We adjusted alpha to accommodate multiple comparisons; here comparisons to the Toddler condition of Experiment 1 would be significant at .05/2 or p < .025. (Throughout, statistical comparisons across experiments should be interpreted with caution; each experiment was conducted independently and thus children were not randomly assigned to conditions.) However, there was no significant difference between children’s performance in the Deterministic condition of Experiment 2 and the original toddler condition of Experiment 1. Replicating Experiment 1, only 1/15 toddlers performed the action spontaneously; an additional 13 children performed the action after prompting. Even after prompting, only 1/14 of the toddlers who performed the action then predictively looked towards the toy, not significantly different from children’s performance in Experiment 1 (χ2 (1, 28) = 1.04, p = ns).

Since toddlers performed as poorly in Experiment 2 (without a catch trial) as in Experiment 1 (with the catch trial), toddlers’ failure to generate an intervention does not simply reflect confusion caused by the failed trial.

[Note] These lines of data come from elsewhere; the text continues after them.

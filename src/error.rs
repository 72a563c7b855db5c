use axum::{
    http::StatusCode,
    response::{IntoResponse, Response},
};
use std::net::SocketAddr;
use thiserror::Error;
use tracing::error;

/// Errors surfaced to callers of the relay pipeline
#[derive(Debug, Error)]
pub enum RelayError {
    /// Payload could not be decoded or decrypted (bad base64, short payload, bad padding)
    #[error("decryption failed: {0}")]
    Decryption(String),

    /// Decryption succeeded but produced no playlist text
    #[error("decryption returned empty content")]
    EmptyContent,

    /// Loopback listener could not be bound
    #[error("failed to bind playlist server on {addr}: {source}")]
    ServerBind {
        addr: SocketAddr,
        #[source]
        source: std::io::Error,
    },

    #[error("invalid configuration: {0}")]
    Config(String),

    #[error("I/O error: {0}")]
    Io(#[from] std::io::Error),

    #[error("internal error: {0}")]
    Internal(String),
}

impl RelayError {
    pub fn decryption(message: impl Into<String>) -> Self {
        Self::Decryption(message.into())
    }
}

impl IntoResponse for RelayError {
    fn into_response(self) -> Response {
        error!("Request failed: {}", self);

        let status = match self {
            RelayError::Config(_) => StatusCode::BAD_REQUEST,
            _ => StatusCode::INTERNAL_SERVER_ERROR,
        };

        (status, status.canonical_reason().unwrap_or("error")).into_response()
    }
}

pub type Result<T> = std::result::Result<T, RelayError>;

We suggest that the toddlers’ failure reflects the young children’s restricted causal representations. That is, as suggested in the Introduction, toddlers may initially be unlikely to use observed correlations to infer a causal relation, unless other supporting evidence is available.

In Experiment 3, we introduce one source of supporting information: an agent’s intentional action. We replicate the procedure of Experiment 1, except that the movement of the block results from an agent’s action. If toddlers successfully anticipate the effects of their own action in this condition, it suggests that young children do treat an observed correlation as potentially causal (and therefore as supporting an intervention to recreate the effect) when the initial observation includes an agent’s intentional action. Additionally, Experiment 3 serves as an important control condition for Experiments 1 and 2. If toddlers succeed in Experiment 3, their failure in Experiments 1 and 2 is unlikely to be due only to superficial features (the block’s spontaneous movement, the children’s motivation to activate the plane, the distraction of the plane, etc.) of the task.

3. Experiment 3

Toddlers’ failures in Experiments 1 and 2 are especially striking in light of many recent demonstrations of sophisticated causal knowledge in infants and toddlers (e.g., Gopnik et al., 2004; Kushnir & Gopnik, 2005; Kushnir & Gopnik, 2007; Muentener & Carey, submitted for publication; Saxe, Tenenbaum, & Carey, 2005; Schulz & Bonawitz, 2007; Schulz & Sommerville, 2006; Schulz et al., 2008; Sobel, 2004; Sobel & Kirkham, 2006). We hypothesized that the young children’s limitations may have been masked in previous studies because the events included additional evidence of a causal relation between the observed events. One such source of evidence is the presence of a dispositional agent. Specifically, infants and toddlers may recognize deliberate actions by dispositional agents (henceforth, “agent actions”) as likely causes, and therefore may identify sequences involving agent actions as causal relations.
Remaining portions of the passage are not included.